Porque nem eu nem as pessoas em volta tratamos essas mortes com indiferença? Porque nos propusemos e pudemos a gastar um tempo com elas. A pensar sobre as pessoas que perdemos. O que perdemos. Quanto e como nossa vida vai mudar sem elas. Eu me dispus a ouvir essas pessoas que perderam gente querida e ajudar a contar – o tanto que foi perdido e quem está sendo perdido.
O simples ato de rememorar juntos, ajudarmos uns aos outros a contar nossas histórias, já sabota essa “engenharia da indiferença” que Bolsonaro pretende montar. Mas é pouco. Precisamos avançar mais nesse sentido. Tenho algumas propostas e questões para quem não pretende ficar parado esperando morrer, deixar morrer e deixar que nossos mortos sejam eliminados:
Lutar por dias/horas/minutos estaduais, municipais e federais em homenagem aos mortos pela covid-19 - tal como Witzel fez no Rio de Janeiro. Que sejam dias de descanso em que seja possível parar pra de fato rememorar, pensar no que foi perdido.
Produzir obituários de texto, vídeo ou aúdio no estilo do Inumeráveis (tem o básico pra fazer aqui) mas a prioridade ser circular entre as pessoas diretamente afetadas. Dessa forma, se produzem relações de afetividade não indiferentes.
Como podemos produzir rituais coletivos pra sentirmos essas mortes com dignidade, respeito e segurança? Como poderemos fazer para manter os registros e depois nos mobilizarmos por justiça tal como já começou a se fazer na Itália?

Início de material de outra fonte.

//! k-anonymity breach oracle client.
//!
//! Checks whether a password appears in a public breach corpus (the
//! HaveIBeenPwned range API) without ever revealing the password — or even
//! its full hash — to the remote service. Only the first 5 hex characters of
//! the SHA-1 digest leave the process; the returned candidate suffixes are
//! matched locally.
//!
//! A failed check is never "not breached": any transport or status failure
//! surfaces as [`BreachError`].

use std::time::Duration;

use sha1::{Digest, Sha1};
use tracing::debug;

use crate::error::BreachError;

/// Hex length of the digest prefix sent to the range endpoint.
const PREFIX_LEN: usize = 5;

/// Default bound on the external call, distinct from store operations.
pub const DEFAULT_TIMEOUT: Duration = Duration::from_secs(10);

/// Public range endpoint of the HaveIBeenPwned password corpus.
pub const DEFAULT_BASE_URL: &str = "https://api.pwnedpasswords.com/range";

/// Outcome of a breach check.
#[derive(Debug, Clone, Copy, PartialEq, Eq, serde::Serialize)]
pub struct BreachReport {
    /// Whether the password's hash suffix matched a corpus entry.
    pub breached: bool,
    /// Number of corpus occurrences (0 when not breached).
    pub count: u64,
}

/// HTTP client for the range endpoint, with a bounded timeout.
#[derive(Debug, Clone)]
pub struct BreachClient {
    http: reqwest::Client,
    base_url: String,
}

impl BreachClient {
    /// Build a client against a range endpoint base URL.
    ///
    /// # Errors
    ///
    /// Returns [`BreachError::Request`] if the HTTP client cannot be built.
    pub fn new(base_url: impl Into<String>, timeout: Duration) -> Result<Self, BreachError> {
        let http = reqwest::Client::builder()
            .timeout(timeout)
            .build()
            .map_err(|e| BreachError::Request {
                reason: e.to_string(),
            })?;
        Ok(Self {
            http,
            base_url: base_url.into().trim_end_matches('/').to_owned(),
        })
    }

    /// Check a password against the breach corpus.
    ///
    /// Sends `GET {base_url}/{prefix}` where `prefix` is the first 5 hex
    /// characters of the uppercased SHA-1 digest, then matches the returned
    /// `SUFFIX:COUNT` lines against the local 35-character suffix.
    ///
    /// # Errors
    ///
    /// Returns [`BreachError::Timeout`] when the bounded timeout elapses,
    /// [`BreachError::Status`] on a non-2xx answer, and
    /// [`BreachError::Request`] on any other transport failure.
    pub async fn check(&self, password: &str) -> Result<BreachReport, BreachError> {
        let digest = hex::encode_upper(Sha1::digest(password.as_bytes()));
        let (prefix, suffix) = digest.split_at(PREFIX_LEN);

        let url = format!("{}/{prefix}", self.base_url);
        let response = self.http.get(&url).send().await.map_err(|e| {
            if e.is_timeout() {
                BreachError::Timeout
            } else {
                BreachError::Request {
                    reason: e.to_string(),
                }
            }
        })?;

        let status = response.status();
        if !status.is_success() {
            return Err(BreachError::Status {
                status: status.as_u16(),
            });
        }

        let body = response.text().await.map_err(|e| {
            if e.is_timeout() {
                BreachError::Timeout
            } else {
                BreachError::Request {
                    reason: e.to_string(),
                }
            }
        })?;

        for line in body.lines() {
            let Some((candidate, count)) = line.trim().split_once(':') else {
                continue;
            };
            if candidate.eq_ignore_ascii_case(suffix) {
                let count = count.trim().parse().map_err(|_| BreachError::Parse {
                    reason: "occurrence count is not a number".to_owned(),
                })?;
                debug!(count, "password found in breach corpus");
                return Ok(BreachReport {
                    breached: true,
                    count,
                });
            }
        }

        Ok(BreachReport {
            breached: false,
            count: 0,
        })
    }
}

#[cfg(test)]
#[allow(clippy::unwrap_used)]
mod tests {
    use std::sync::{Arc, Mutex};

    use axum::Router;
    use axum::extract::{Path, State};
    use axum::http::StatusCode;
    use axum::routing::get;

    use super::*;

    /// SHA-1("password"), a fixture every breach corpus contains.
    const PASSWORD_SHA1: &str = "5BAA61E4C9B93F3F0682250B6CF8331B7EE68FD8";

    #[derive(Clone)]
    struct MockState {
        requested: Arc<Mutex<Vec<String>>>,
        status: StatusCode,
        body: String,
    }

    async fn range_handler(
        State(state): State<MockState>,
        Path(prefix): Path<String>,
    ) -> (StatusCode, String) {
        state.requested.lock().unwrap().push(prefix);
        (state.status, state.body.clone())
    }

    /// Spawn a local range endpoint and return its base URL plus the log of
    /// requested prefixes.
    async fn spawn_mock(status: StatusCode, body: &str) -> (String, Arc<Mutex<Vec<String>>>) {
        let requested = Arc::new(Mutex::new(Vec::new()));
        let state = MockState {
            requested: Arc::clone(&requested),
            status,
            body: body.to_owned(),
        };
        let app = Router::new()
            .route("/range/{prefix}", get(range_handler))
            .with_state(state);
        let listener = tokio::net::TcpListener::bind("127.0.0.1:0").await.unwrap();
        let addr = listener.local_addr().unwrap();
        tokio::spawn(async move {
            axum::serve(listener, app).await.unwrap();
        });
        (format!("http://{addr}/range"), requested)
    }

    #[tokio::test]
    async fn digest_split_matches_known_vector() {
        let digest = hex::encode_upper(Sha1::digest(b"password"));
        assert_eq!(digest, PASSWORD_SHA1);
        let (prefix, suffix) = digest.split_at(PREFIX_LEN);
        assert_eq!(prefix, "5BAA6");
        assert_eq!(suffix.len(), 35);
    }

    #[tokio::test]
    async fn sends_only_the_five_char_prefix() {
        let body = format!("{}:42\n", &PASSWORD_SHA1[PREFIX_LEN..]);
        let (base_url, requested) = spawn_mock(StatusCode::OK, &body).await;
        let client = BreachClient::new(base_url, DEFAULT_TIMEOUT).unwrap();

        client.check("password").await.unwrap();

        let log = requested.lock().unwrap();
        assert_eq!(log.as_slice(), ["5BAA6"]);
    }

    #[tokio::test]
    async fn matching_suffix_reports_breached() {
        let body = format!(
            "0018A45C4D1DEF81644B54AB7F969B88D65:3\n{}:1087128\nFFFFAAAA00001111222233334444555566:2\n",
            &PASSWORD_SHA1[PREFIX_LEN..]
        );
        let (base_url, _) = spawn_mock(StatusCode::OK, &body).await;
        let client = BreachClient::new(base_url, DEFAULT_TIMEOUT).unwrap();

        let report = client.check("password").await.unwrap();
        assert!(report.breached);
        assert_eq!(report.count, 1_087_128);
    }

    #[tokio::test]
    async fn no_matching_suffix_reports_clean() {
        let body = "0018A45C4D1DEF81644B54AB7F969B88D65:3\n";
        let (base_url, _) = spawn_mock(StatusCode::OK, body).await;
        let client = BreachClient::new(base_url, DEFAULT_TIMEOUT).unwrap();

        let report = client.check("password").await.unwrap();
        assert!(!report.breached);
        assert_eq!(report.count, 0);
    }

    #[tokio::test]
    async fn garbage_count_is_a_parse_error() {
        let body = format!("{}:not-a-number\n", &PASSWORD_SHA1[PREFIX_LEN..]);
        let (base_url, _) = spawn_mock(StatusCode::OK, &body).await;
        let client = BreachClient::new(base_url, DEFAULT_TIMEOUT).unwrap();

        let err = client.check("password").await.unwrap_err();
        assert!(matches!(err, BreachError::Parse { .. }));
    }

    #[tokio::test]
    async fn upstream_failure_is_an_error_not_a_negative() {
        let (base_url, _) = spawn_mock(StatusCode::SERVICE_UNAVAILABLE, "").await;
        let client = BreachClient::new(base_url, DEFAULT_TIMEOUT).unwrap();

        let err = client.check("password").await.unwrap_err();
        assert!(matches!(err, BreachError::Status { status: 503 }));
    }

    #[tokio::test]
    async fn unreachable_endpoint_is_a_request_error() {
        // Nothing listens on this port.
        let client =
            BreachClient::new("http://127.0.0.1:1/range", DEFAULT_TIMEOUT).unwrap();
        let err = client.check("password").await.unwrap_err();
        assert!(matches!(err, BreachError::Request { .. }));
    }
}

Todo mundo se comoveu, com razão, com a cena do pai lutando pra recolocar a cruz sobre seu filho morto no início da pandemia. É porque a solidariedade que se gera em torno da morte não deve ser subestimada. E não devemos ter medo de mobilizá-la. Como disse o pai: "Respeita a dor das pessoas. Tem que respeitar".
Vamos começar respeitando nossa própria dor, a de quem está perto. Mobilizar a partir disso. Será possível?